Male Lion (Panthera leo) and Cub eating a Cape...

Secondary sexual traits, as the mane of the male lion, are powerful cues (Image via Wikipedia).

In the behavioral sciences, there is some confusion about the meaning of the terms signal and cue (as with so many other terms) and some authors use it interchangeably. To make it even more difficult, communication theory also uses the same terms with slightly different meanings and in the theatre and movies world a ‘cue’ is actually a ‘signal.’

However, in behavioral sciences, the general consensus (see references below) is that signal and cue have the following meanings.

signal is a perceivable behavior or feature that has evolved and has acquired the specific characteristic of conveying information about the signaler or the signaler’s environment. Information (communication) changes the behavior or the beliefs of the receiver.

This definition of signal implies that if a signal changes the behavior of an organism, this change of behavior must be profitable to both sender and receiver more often than not, or otherwise, signalers would cease to send the signal and receivers would cease to respond. This definition distinguishes, in principle, a signal from coercion, although some signals may be coercive, e.g. threats.

In general, signals must be honest and reliable, or otherwise they cease to have any effect (receivers don’t behave appropriately) and they undermine communication (honest senders will not benefit from sending the signals). However, some signals can tolerate a certain degree of dishonesty, all depending on the costs and benefits for all parties. H. W. Bates discovered in 1861 that some (palatable) butterflies had an advantage in mimicking (Batesian mimicry) poisonous butterflies, which is detrimental to the poisonous butterflies inasmuch as it turns their signals of unpalatability less reliable. On the other side, some species use the same signals to convey the same information and they all benefit from it (Mullerian mimicry).

cue is any feature that an organism can use as a guide to display a particular behavior or series of behaviors. The classical example is the mosquito seeking a mammal to bite and flying up wind when it detects CO2. The CO2 is a cue for the mosquito, but it is surely not a signal sent by the mammal, which would prefer to remain undetected and not be bitten. Intentionality is the key element to distinguish signals from cues.

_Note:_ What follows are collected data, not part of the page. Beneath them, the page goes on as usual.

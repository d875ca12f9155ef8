//! Linear integer algebra.
//!
//! Integer add/subtract against a single variable is normalized to
//! `x + c`. When `x` is itself known to be `y + d`, the value is also
//! `y + (c + d)`, and a zero offset is plain `y`. That is enough to relate
//! adjacent array indices (`a[i]`, `a[i + 1]`) and to cancel `+ c - c`
//! without a symbolic algebra engine.

use flux_ir::{Arg, BuiltinOp, Constant, OpMode, VarId};

use crate::{ArgOrCv, CongruenceKind, CongruenceModel, ComputedValue, Opcode};

/// `(mode, x, c)` for `x + c`, `c + x` and `x - c`.
fn as_offset(cv: &ComputedValue) -> Option<(OpMode, VarId, i64)> {
    let Opcode::Builtin(op, mode) = cv.op else {
        return None;
    };
    let (a, b) = (cv.arg(0)?, cv.arg(1)?);
    match (op, a, b) {
        (BuiltinOp::PlusInt, Arg::Var(x), Arg::Const(Constant::Int(c)))
        | (BuiltinOp::PlusInt, Arg::Const(Constant::Int(c)), Arg::Var(x)) => Some((mode, *x, *c)),
        (BuiltinOp::MinusInt, Arg::Var(x), Arg::Const(Constant::Int(c))) => {
            Some((mode, *x, c.checked_neg()?))
        }
        _ => None,
    }
}

fn offset_value(mode: OpMode, x: VarId, offset: i64) -> ArgOrCv {
    if offset == 0 {
        return x.into();
    }
    ComputedValue::new(
        Opcode::Builtin(BuiltinOp::PlusInt, mode),
        [Arg::Var(x), Arg::int(offset)],
    )
    .into()
}

/// Canonical `x + c` form of an add or subtract, if it is one.
pub(crate) fn normalize(cv: &ComputedValue) -> Option<ArgOrCv> {
    let (mode, x, offset) = as_offset(cv)?;
    Some(offset_value(mode, x, offset))
}

/// Values equal to `canon` through one level of offset chaining.
pub(crate) fn alternatives(model: &CongruenceModel<'_>, canon: &ArgOrCv) -> Vec<ArgOrCv> {
    let Some((mode, x, offset)) = canon.cv().and_then(as_offset) else {
        return Vec::new();
    };
    model
        .members(CongruenceKind::Value, &x.into())
        .iter()
        .filter_map(|member| {
            let (inner_mode, y, inner) = as_offset(member.cv()?)?;
            if inner_mode != mode {
                return None;
            }
            Some(offset_value(mode, y, offset.checked_add(inner)?))
        })
        .collect()
}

A cue is a regularity, a pattern that either is permanently ‘on,’ or is ‘on’ and ‘off” depending on specific conditions, e.g. a rock, a tree, or the position of the sun in the sky cues us of directions, and dark clouds cues us of impending rain. The rock, the tree, the sun and the clouds are not there to give us information, but they do if we interpret them correctly. A signal is more malleable, more intentional and we can turn it ‘on’ and ‘off’ in response to relevant cues in the environment, e.g. the warning cry that many species (signal) issue in response to the appearance (cue) of a feared predator.

Cues are traits or actions that benefit the receiver exclusively. The sun and the rock do not profit from us getting our bearings. When a mouse by accident makes a rustling sound in the leaves and attracts a predator increasing the risk of being killed, the sound is a cue for the predator about the location of its prey. When an alert animal deliberately gives a warning call to a stalking predator resulting in the predator giving up the hunt, this sound, the alert call, is a signal both for conspecifics and the predator. Different species can, thus, communicate by means of signals which both recognize and behave accordingly.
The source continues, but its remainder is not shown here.